Department name when degree awarded

Forest Science

Committee Chair(s)

George E. Hart

Committee

George E. Hart

Committee

J. Stewart Williams

Committee

Alvin R. Southard

Committee

Reuel E. Lamborn

Abstract

In the summer of 1971 a research project was carried out in an attempt to determine the influence of dust and leachates on rainfall quality. Open precipitation collectors, collectors under polyethylene screens, collectors under Douglas-fir (Pseudotsuga menziesii) and juniper (Juniperus scopulorum), and leaf analyses were used to determine the relative effects of these two processes by which chemicals are incorporated into the rainwater. All samples were analyzed for sodium (Na+), calcium (Ca++), magnesium (Mg++), potassium (K+), and available phosphorus.
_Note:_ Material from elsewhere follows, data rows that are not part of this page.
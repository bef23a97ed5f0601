use chrono::NaiveDate;
use serde::{Deserialize, Serialize};
use utoipa::ToSchema;

use crate::ids::{AssignmentId, SemesterId};

#[derive(Debug, Clone, PartialEq, Eq, Serialize, Deserialize, ToSchema)]
pub struct Assignment {
    pub id: AssignmentId,
    pub assignment_number: i32,
    pub title: String,
    #[serde(default)]
    pub due_date: Option<NaiveDate>,
    #[serde(default)]
    pub language: Option<String>,
    #[serde(default)]
    pub has_base_code: Option<bool>,
    #[serde(default)]
    pub has_policy: Option<bool>,
    #[serde(default)]
    pub course_catalog: Option<i64>,
    #[serde(default)]
    pub semester: Option<SemesterId>,
}

impl Assignment {
    /// `"A3: Spreadsheet"`
    pub fn label(&self) -> String {
        format!("A{}: {}", self.assignment_number, self.title)
    }
}
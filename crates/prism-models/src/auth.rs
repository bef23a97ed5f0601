//! Login, refresh and logout payloads exchanged with the backend.

use chrono::{DateTime, Utc};
use prism_auth::TokenClaims;
use serde::{Deserialize, Serialize};
use utoipa::ToSchema;
use validator::Validate;

use crate::ids::{ProfessorId, UserId};

/// Body of `POST /login` and of the backend's Google verify call.
#[derive(Debug, Clone, Serialize, Deserialize, Validate, ToSchema)]
pub struct GoogleVerifyRequest {
    /// ID token issued by Google Sign-In
    #[validate(length(min = 1, message = "id_token must not be empty"))]
    pub id_token: String,
}

#[derive(Debug, Clone, PartialEq, Eq, Serialize, Deserialize, ToSchema)]
pub struct LoginUser {
    pub pk: UserId,
    pub email: String,
    #[serde(default)]
    pub first_name: String,
    #[serde(default)]
    pub last_name: String,
    #[serde(default)]
    pub professor_id: Option<ProfessorId>,
}

/// Token pair issued by the backend after a successful Google verify.
#[derive(Debug, Clone, PartialEq, Eq, Serialize, Deserialize, ToSchema)]
pub struct LoginResponse {
    pub access: String,
    pub refresh: String,
    pub user: LoginUser,
    #[serde(default)]
    pub access_expiration: Option<DateTime<Utc>>,
    #[serde(default)]
    pub refresh_expiration: Option<DateTime<Utc>>,
}

#[derive(Debug, Clone, Serialize, Deserialize, ToSchema)]
pub struct TokenRefreshRequest {
    pub refresh: String,
}

/// The backend may rotate the refresh token; `refresh` is set when it does.
#[derive(Debug, Clone, PartialEq, Eq, Serialize, Deserialize, ToSchema)]
pub struct TokenRefreshResponse {
    pub access: String,
    #[serde(default)]
    pub refresh: Option<String>,
    #[serde(default)]
    pub access_expiration: Option<DateTime<Utc>>,
}

#[derive(Debug, Clone, Serialize, Deserialize, ToSchema)]
pub struct LogoutRequest {
    pub refresh: String,
}

/// The signed-in instructor, read from access token claims.
#[derive(Debug, Clone, PartialEq, Eq, Serialize, Deserialize, ToSchema)]
pub struct CurrentUser {
    pub user_id: UserId,
    #[serde(skip_serializing_if = "Option::is_none")]
    pub professor_id: Option<ProfessorId>,
    #[serde(skip_serializing_if = "Option::is_none")]
    pub email: Option<String>,
    /// Access token expiry (Unix seconds)
    pub expires_at: i64,
}

impl CurrentUser {
    /// `None` when the token carries no `user_id`.
    pub fn from_claims(claims: &TokenClaims) -> Option<Self> {
        Some(Self {
            user_id: UserId(claims.user_id?),
            professor_id: claims.professor_id.map(ProfessorId),
            email: claims.email.clone(),
            expires_at: claims.exp,
        })
    }
}
use url::form_urlencoded;

/// Routes that must never be a post-refresh destination.
const SESSION_ROUTES: [&str; 3] = ["/login", "/refresh", "/logout"];

/// Returns `next` when it is a same-site absolute path, else `/`.
///
/// Rejects scheme-relative (`//host`) and backslash (`/\host`) forms that
/// browsers resolve to another origin.
pub fn safe_next(next: Option<&str>) -> String {
    let Some(next) = next.map(str::trim).filter(|n| !n.is_empty()) else {
        return "/".to_string();
    };

    let same_site = next.starts_with('/')
        && !next.starts_with("//")
        && !next.starts_with("/\\")
        && !next.chars().any(|c| c.is_control());
    let path = next.split(['?', '#']).next().unwrap_or(next);

    if same_site && !SESSION_ROUTES.contains(&path) {
        next.to_string()
    } else {
        "/".to_string()
    }
}

/// `/refresh?next=<original path and query>`
pub fn refresh_location(path_and_query: &str) -> String {
    let next: String = form_urlencoded::byte_serialize(path_and_query.as_bytes()).collect();
    format!("/refresh?next={next}")
}
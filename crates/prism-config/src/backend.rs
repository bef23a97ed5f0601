use std::time::Duration;

use crate::env_or;

/// Location of the remote review API.
#[derive(Clone, Debug, PartialEq, Eq)]
pub struct BackendConfig {
    /// Base URL without a trailing slash, e.g. `http://localhost:8000`.
    pub base_url: String,
    /// Per-request timeout in seconds.
    pub timeout_secs: u64,
    /// Timeout in seconds for analysis pipeline runs, which take minutes.
    pub pipeline_timeout_secs: u64,
}

impl Default for BackendConfig {
    fn default() -> Self {
        Self {
            base_url: "http://localhost:8000".to_string(),
            timeout_secs: 30,
            pipeline_timeout_secs: 900,
        }
    }
}

impl BackendConfig {
    /// Loads from `PRISM_BACKEND_URL`, `PRISM_BACKEND_TIMEOUT_SECS` and
    /// `PRISM_PIPELINE_TIMEOUT_SECS`.
    pub fn from_env() -> Self {
        let defaults = Self::default();
        Self::new(
            std::env::var("PRISM_BACKEND_URL").unwrap_or(defaults.base_url),
            env_or("PRISM_BACKEND_TIMEOUT_SECS", defaults.timeout_secs),
        )
        .with_pipeline_timeout(env_or(
            "PRISM_PIPELINE_TIMEOUT_SECS",
            defaults.pipeline_timeout_secs,
        ))
    }

    pub fn new(base_url: impl Into<String>, timeout_secs: u64) -> Self {
        Self {
            base_url: base_url.into().trim_end_matches('/').to_string(),
            timeout_secs,
            pipeline_timeout_secs: Self::default().pipeline_timeout_secs,
        }
    }

    #[must_use]
    pub fn with_pipeline_timeout(mut self, secs: u64) -> Self {
        self.pipeline_timeout_secs = secs;
        self
    }

    pub fn timeout(&self) -> Duration {
        Duration::from_secs(self.timeout_secs.max(1))
    }

    /// Never shorter than [`BackendConfig::timeout`].
    pub fn pipeline_timeout(&self) -> Duration {
        Duration::from_secs(self.pipeline_timeout_secs).max(self.timeout())
    }
}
Under the trees, sodium concentrations increased as much as three times the amount found in the open, calcium was 13 to 16 times greater, magnesium concentrations doubled, and potassium increased as much as 50 times that which occurred in the open rainfall. Calcium was the only cation studied in which the leaching process was important. Increased chemical loads of all other cations were mainly due to dust adhering to the tree canopy as wind passed through it and later being washed off by rainwater.